The layout physically pulls the adjacent metropolitan park directly through the center of the building. This creates a continuous flow between the indoor facilities and the outdoor landscape.

Why it matters

The unified design creates a massive internal public void.

This central space serves as a modern reinterpretation of the traditional Korean madang. A madang is a historic courtyard style built specifically for communal gathering and relaxation.

By placing this open courtyard in the middle, the architects naturally separated the different care programs. Elderly residents and disabled visitors receive distinct treatment zones.

However, they do not have to navigate completely isolated buildings. The porous layout funnels natural light and fresh air into the dense urban fabric.

It acts as an environmental oasis in a neighborhood otherwise dominated by concrete housing blocks. The design encourages casual meetings between different community groups.

It turns a standard medical facility into a civic landmark.

The catch

The project actively defied the original competition brief.

Paju officials specifically requested two distinct buildings to keep the elderly and disabled programs completely separate. Combining them into one massive structure required highly precise internal zoning.

The shared central courtyard must safely handle the distinct mobility needs of both groups. Facility managers now have to balance communal interaction with patient privacy.

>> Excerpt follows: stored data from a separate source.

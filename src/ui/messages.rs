//! Operator-facing console messages. Errors go to stderr, the rest to
//! stdout, so scripted stations can tell them apart.

use std::fmt;

const RESET: &str = "\x1b[0m";
const BOLD: &str = "\x1b[1m";

const FG_BLUE: &str = "\x1b[34m";
const FG_GREEN: &str = "\x1b[32m";
const FG_YELLOW: &str = "\x1b[33m";
const FG_RED: &str = "\x1b[31m";

const ICON_INFO: &str = "ℹ️";
const ICON_OK: &str = "✅";
const ICON_WARN: &str = "⚠️";
const ICON_ERR: &str = "❌";

fn line<T: fmt::Display>(color: &str, icon: &str, msg: T) -> String {
    format!("{}{}{} {}{}", color, BOLD, icon, RESET, msg)
}

pub fn info<T: fmt::Display>(msg: T) {
    println!("{}", line(FG_BLUE, ICON_INFO, msg));
}

pub fn success<T: fmt::Display>(msg: T) {
    println!("{}", line(FG_GREEN, ICON_OK, msg));
}

pub fn warning<T: fmt::Display>(msg: T) {
    println!("{}", line(FG_YELLOW, ICON_WARN, msg));
}

pub fn error<T: fmt::Display>(msg: T) {
    eprintln!("{}", line(FG_RED, ICON_ERR, msg));
}

pub fn header<T: fmt::Display>(msg: T) {
    println!("{}{}=== {} ==={}\n", FG_BLUE, BOLD, msg, RESET);
}
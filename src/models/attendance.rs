use super::{direction::Direction, scanner::ScannerKind};
use chrono::{DateTime, Local, Utc};
use serde::Serialize;

/// One immutable IN/OUT event. Rows are appended, never updated.
#[derive(Debug, Clone, Serialize, PartialEq, Eq)]
pub struct AttendanceRecord {
    pub id: i64,
    pub student_id: String,
    pub student_name: String,
    pub direction: Direction,
    pub timestamp: DateTime<Utc>, // ⇔ attendance.timestamp (TEXT, RFC 3339)
    pub location: String,
    pub scanner: ScannerKind,
    pub recorded_by: String,
}

impl AttendanceRecord {
    /// Build a record not yet stored (`id = 0`).
    pub fn new(
        student_id: &str,
        student_name: &str,
        direction: Direction,
        timestamp: DateTime<Utc>,
        location: &str,
        scanner: ScannerKind,
        recorded_by: &str,
    ) -> Self {
        Self {
            id: 0,
            student_id: student_id.to_string(),
            student_name: student_name.to_string(),
            direction,
            timestamp,
            location: location.to_string(),
            scanner,
            recorded_by: recorded_by.to_string(),
        }
    }

    pub fn local_time(&self) -> DateTime<Local> {
        self.timestamp.with_timezone(&Local)
    }

    pub fn date_str(&self) -> String {
        self.local_time().format("%Y-%m-%d").to_string()
    }

    pub fn time_str(&self) -> String {
        self.local_time().format("%H:%M:%S").to_string()
    }
}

The success of the madang concept depends entirely on how well the staff manages this shared space in practice. Dense urban environments also pose ongoing noise and traffic challenges for open-air recovery spaces.

What to verify

Check how the Paju City Government currently manages the daily operations of the combined care programs.

Review local feedback regarding the accessibility of the central courtyard for visitors with severe mobility issues.

Confirm the exact opening dates and current patient occupancy levels of the 12,560-square-meter facility.

Look into the specific structural engineering solutions handled by the Sen Structure Research Institute.

Investigate the mechanical and electrical systems installed by Bumchang Engineering to support the porous design.

Source trail

Details on the architectural design, the madang concept, and the competition brief come from ArchDaily.

Information regarding the project’s lead architects, engineering partners, and the 2025 completion date was provided by the sol89 project team.